Establishment of Cerebral Organoid‐like Structures from Dental Pulp Stem Cells (DPSCs) to Model Neurodegenerative Diseases.

Abstract Background 3D‐cell cultures are closer to in vivo conditions than the monolayers. There are different 3D‐cell culture models, the most relevant is the Cerebral Organoids (CO) model (Lancaster et al. 2014), it can show complex processes and proved to show molecular and structural changes when modeling Alzheimer´s disease (AD), and other diseases. One of the main limitations of using this model is the requirement for Induced Pluripotent Stem Cells (iPSC) or Human Embryonic Stem Cells (hESC) for the CO generation; because iPSC could undergo epigenetic changes during the process of reprogramming; moreover, hESC are controversial because of their ethical implications.
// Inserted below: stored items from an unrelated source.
use crate::error::ScopeError;
use crate::models::{Dimension, Role, StudentRecord};

/// Conjoined with every query; the question can never widen it.
#[derive(Debug, Clone)]
pub struct ScopePredicate {
    role: Role,
}

pub fn scope_predicate(role: &Role) -> ScopePredicate {
    ScopePredicate { role: role.clone() }
}

pub(crate) fn same_value(left: &str, right: &str) -> bool {
    left.trim().eq_ignore_ascii_case(right.trim())
}

fn field_allows(restriction: Option<&str>, value: &str) -> bool {
    restriction.map_or(true, |expected| same_value(expected, value))
}

impl ScopePredicate {
    pub fn matches(&self, record: &StudentRecord) -> bool {
        field_allows(self.role.grade.as_deref(), &record.grade)
            && field_allows(self.role.class.as_deref(), &record.class)
            && field_allows(self.role.region.as_deref(), &record.region)
    }

    pub fn restriction(&self, dimension: Dimension) -> Option<&str> {
        match dimension {
            Dimension::Grade => self.role.grade.as_deref(),
            Dimension::Class => self.role.class.as_deref(),
            Dimension::Region => self.role.region.as_deref(),
        }
    }

    pub fn role(&self) -> &Role {
        &self.role
    }
}

pub const PRESET_NAMES: [&str; 2] = ["grade_8_admin", "grade_9_admin"];

pub fn preset(name: &str) -> Result<Role, ScopeError> {
    let (grade, class, region) = match name {
        "grade_8_admin" => ("8", "A", "North"),
        "grade_9_admin" => ("9", "B", "South"),
        other => return Err(ScopeError::UnknownPreset(other.to_string())),
    };

    Ok(Role {
        name: name.to_string(),
        grade: Some(grade.to_string()),
        class: Some(class.to_string()),
        region: Some(region.to_string()),
    })
}

pub fn presets() -> Vec<Role> {
    PRESET_NAMES
        .iter()
        .filter_map(|name| preset(name).ok())
        .collect()
}

#[cfg(test)]
mod tests {
    use super::*;
    use chrono::NaiveDate;

    fn record(grade: &str, class: &str, region: &str) -> StudentRecord {
        StudentRecord {
            name: "Avery Lee".to_string(),
            grade: grade.to_string(),
            class: class.to_string(),
            region: region.to_string(),
            submitted: true,
            quiz_score: Some(80.0),
            date: NaiveDate::from_ymd_opt(2025, 7, 10).unwrap(),
        }
    }

    fn role(grade: Option<&str>, class: Option<&str>, region: Option<&str>) -> Role {
        Role {
            name: "custom".to_string(),
            grade: grade.map(str::to_string),
            class: class.map(str::to_string),
            region: region.map(str::to_string),
        }
    }

    #[test]
    fn rejects_records_outside_any_set_field() {
        let scope = scope_predicate(&role(Some("8"), Some("A"), Some("North")));
        assert!(scope.matches(&record("8", "A", "North")));
        assert!(!scope.matches(&record("9", "A", "North")));
        assert!(!scope.matches(&record("8", "B", "North")));
        assert!(!scope.matches(&record("8", "A", "South")));
    }

    #[test]
    fn unset_fields_do_not_restrict() {
        let scope = scope_predicate(&role(None, None, Some("North")));
        assert!(scope.matches(&record("8", "A", "North")));
        assert!(scope.matches(&record("9", "B", "North")));
        assert!(!scope.matches(&record("9", "B", "South")));
    }

    #[test]
    fn comparison_ignores_case() {
        let scope = scope_predicate(&role(None, Some("a"), Some("north")));
        assert!(scope.matches(&record("8", "A", "NORTH")));
    }

    #[test]
    fn unrestricted_role_sees_everything() {
        let unrestricted = role(None, None, None);
        assert!(unrestricted.is_unrestricted());
        let scope = scope_predicate(&unrestricted);
        assert!(scope.matches(&record("12", "Z", "East")));
    }

    #[test]
    fn presets_match_admin_panel_scopes() {
        let grade_8 = preset("grade_8_admin").unwrap();
        assert_eq!(grade_8.grade.as_deref(), Some("8"));
        assert_eq!(grade_8.class.as_deref(), Some("A"));
        assert_eq!(grade_8.region.as_deref(), Some("North"));
        assert_eq!(presets().len(), 2);
        assert!(matches!(
            preset("superuser"),
            Err(ScopeError::UnknownPreset(name)) if name == "superuser"
        ));
    }
}
use std::io::Write;
use std::path::PathBuf;
use std::sync::Arc;
use std::time::Duration;

use anyhow::Context;
use chrono::{NaiveDate, Utc};
use clap::{Args, Parser, Subcommand, ValueEnum};
use tokio::io::{AsyncBufReadExt, BufReader};
use tracing_subscriber::{layer::SubscriberExt, util::SubscriberInitExt};

mod backend;
mod dataset;
mod error;
mod executor;
mod intent;
mod models;
mod report;
mod scope;
mod session;
mod timewindow;

use backend::{KeywordBackend, OpenAiBackend, TextUnderstanding};
use dataset::{DatasetStore, StaticDataset};
use intent::IntentExtractor;
use models::Role;
use session::Session;

const EXAMPLE_QUESTIONS: [&str; 3] = [
    "Which students haven't submitted their homework yet?",
    "Show me performance data for Grade 8 from last week",
    "List all upcoming quizzes scheduled for next week",
];

#[derive(Parser)]
#[command(name = "admin-panel")]
#[command(
    about = "Ask plain-English questions about student records within an admin scope",
    long_about = None
)]
struct Cli {
    /// Text-understanding backend
    #[arg(long, value_enum, env = "PANEL_BACKEND", default_value_t = BackendKind::Keyword)]
    backend: BackendKind,

    #[arg(long, env = "LLM_BASE_URL", default_value = "https://api.openai.com/v1")]
    llm_base_url: String,

    #[arg(long, env = "LLM_MODEL", default_value = "gpt-4o-mini")]
    llm_model: String,

    #[arg(long, env = "OPENAI_API_KEY", hide_env_values = true)]
    api_key: Option<String>,

    #[arg(long, env = "LLM_TIMEOUT_SECS", default_value_t = intent::DEFAULT_TIMEOUT_SECS)]
    timeout_secs: u64,

    /// CSV file to load instead of the built-in roster
    #[arg(long, env = "PANEL_DATA")]
    data: Option<PathBuf>,

    /// Resolve relative dates against this day instead of today (YYYY-MM-DD)
    #[arg(long)]
    today: Option<NaiveDate>,

    #[arg(long, default_value = "info")]
    log_level: String,

    #[command(subcommand)]
    command: Commands,
}

#[derive(Clone, Copy, ValueEnum)]
enum BackendKind {
    Openai,
    Keyword,
}

/// With no option set the session runs unrestricted.
#[derive(Args)]
struct RoleArgs {
    /// Named role preset (see `roles`)
    #[arg(long, conflicts_with_all = ["grade", "class", "region"])]
    role: Option<String>,
    #[arg(long)]
    grade: Option<String>,
    #[arg(long)]
    class: Option<String>,
    #[arg(long)]
    region: Option<String>,
}

impl RoleArgs {
    fn resolve(&self) -> anyhow::Result<Role> {
        if let Some(name) = &self.role {
            return Ok(scope::preset(name)?);
        }

        let role = Role {
            name: "custom".to_string(),
            grade: self.grade.clone(),
            class: self.class.clone(),
            region: self.region.clone(),
        };

        if role.is_unrestricted() {
            return Ok(Role {
                name: "unrestricted".to_string(),
                ..role
            });
        }
        Ok(role)
    }
}

#[derive(Subcommand)]
enum Commands {
    /// Answer a single question
    Ask {
        #[command(flatten)]
        role: RoleArgs,
        question: String,
    },
    /// Start an interactive session
    Session {
        #[command(flatten)]
        role: RoleArgs,
    },
    /// Print the full dataset
    Preview,
    /// List role presets
    Roles,
}

fn init_tracing(log_level: &str) {
    tracing_subscriber::registry()
        .with(
            tracing_subscriber::EnvFilter::try_from_default_env()
                .unwrap_or_else(|_| format!("admin_panel={log_level},warn").into()),
        )
        .with(tracing_subscriber::fmt::layer().with_writer(std::io::stderr))
        .init();
}

fn load_dataset(path: Option<&PathBuf>) -> anyhow::Result<StaticDataset> {
    match path {
        Some(path) => StaticDataset::from_csv_path(path)
            .with_context(|| format!("failed to load dataset from {}", path.display())),
        None => Ok(StaticDataset::seed()),
    }
}

fn build_extractor(cli: &Cli) -> anyhow::Result<IntentExtractor> {
    let backend: Arc<dyn TextUnderstanding> = match cli.backend {
        BackendKind::Keyword => Arc::new(KeywordBackend::new()),
        BackendKind::Openai => {
            let api_key = cli
                .api_key
                .clone()
                .context("OPENAI_API_KEY must be set to use the openai backend")?;
            Arc::new(
                OpenAiBackend::new(
                    &cli.llm_base_url,
                    &cli.llm_model,
                    Some(api_key),
                    cli.timeout_secs,
                )
                .context("failed to build the openai backend")?,
            )
        }
    };

    Ok(IntentExtractor::new(backend).with_timeout(Duration::from_secs(cli.timeout_secs)))
}

async fn run_session(session: &mut Session<StaticDataset>, today: NaiveDate) -> anyhow::Result<()> {
    let mut lines = BufReader::new(tokio::io::stdin()).lines();

    println!("Ask questions about student data in plain English.");
    println!("Example questions:");
    for example in EXAMPLE_QUESTIONS.iter() {
        println!("- {example}");
    }
    println!("Commands: :log, :preview, :help, :quit");

    loop {
        print!("> ");
        std::io::stdout().flush()?;

        let Some(line) = lines.next_line().await? else {
            break;
        };

        match line.trim() {
            ":quit" | ":q" => break,
            ":log" => print!("{}", report::render_log(session.log())),
            ":preview" => print!("{}", report::render_table(session.preview())),
            ":help" => println!("Type a question, or one of :log, :preview, :quit"),
            question => match session.ask(question, today).await {
                Ok(result) => print!("{}", report::render_result(&result, session.role())),
                Err(err) => println!("{err}"),
            },
        }
    }

    Ok(())
}

#[tokio::main]
async fn main() -> anyhow::Result<()> {
    let cli = Cli::parse();
    init_tracing(&cli.log_level);

    let today = cli.today.unwrap_or_else(|| Utc::now().date_naive());
    let dataset = load_dataset(cli.data.as_ref())?;

    match &cli.command {
        Commands::Preview => {
            print!("{}", report::render_table(dataset.all()));
        }
        Commands::Roles => {
            print!("{}", report::render_roles(&scope::presets()));
        }
        Commands::Ask { role, question } => {
            let extractor = build_extractor(&cli)?;
            let mut session = Session::new(dataset, extractor, role.resolve()?);
            match session.ask(question, today).await {
                Ok(result) => print!("{}", report::render_result(&result, session.role())),
                Err(err) => println!("{err}"),
            }
        }
        Commands::Session { role } => {
            let extractor = build_extractor(&cli)?;
            let mut session = Session::new(dataset, extractor, role.resolve()?);
            run_session(&mut session, today).await?;
        }
    }

    Ok(())
}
We proposed to use DPSCs instead of iPSC or hESC to generate organoid‐like structures due to their capability to differentiate into the neuronal lineage, lack of pluripotency, and its easy access. Method The DPSCs were obtained by dissociating the dental pulp of a healthy 46 years old female with a colagenase‐dispase mix at 37°C, isolated and cultured. The cells phenotype was characterized by Western‐Blot, RT‐PCR and immunofluorescence. We cultured the DPSC into low‐adherence wells for 6 days in a DMEM/F12 medium + thiazovivin 50 mM, bFGF 4ng/mL, BFS 20%, Glutamax® 200x, MEM‐NEAA 1:100, 2‐mercaptoethanol 100 µm and murine LIF 10 µg/mL until cell aggregation into embryoid‐like structures. After that, neural induction was carried out. Result We successfully characterized DPSC phenotype by detecting pluripotential markers OCT4, Actin, NanoG, mesenchymal markers CD105, CD73, and the neuronal marker β‐III Tubulin which is always present in the DPSCs lineage, as well as the lack of hematopoietic markers CD14, CD34, and CD45. We obtained Cerebral Organoids‐like structures from de DPSCs after 35 days of the differentiation protocol and detected NeuN, MAP2, β‐III Tubulin, and tau, all neural markers that claim a neuronal phenotype. Conclusion Our results suggest a potential use of this approach to the CO generation using DPSCs instead of iPSC or hESC with the benefits of a shorter time and a less expensive protocol likewise, DPSCs could resemble the molecular aging changes. Further studies are needed to validate the use of this CO to model neurodegenerative diseases such as AD.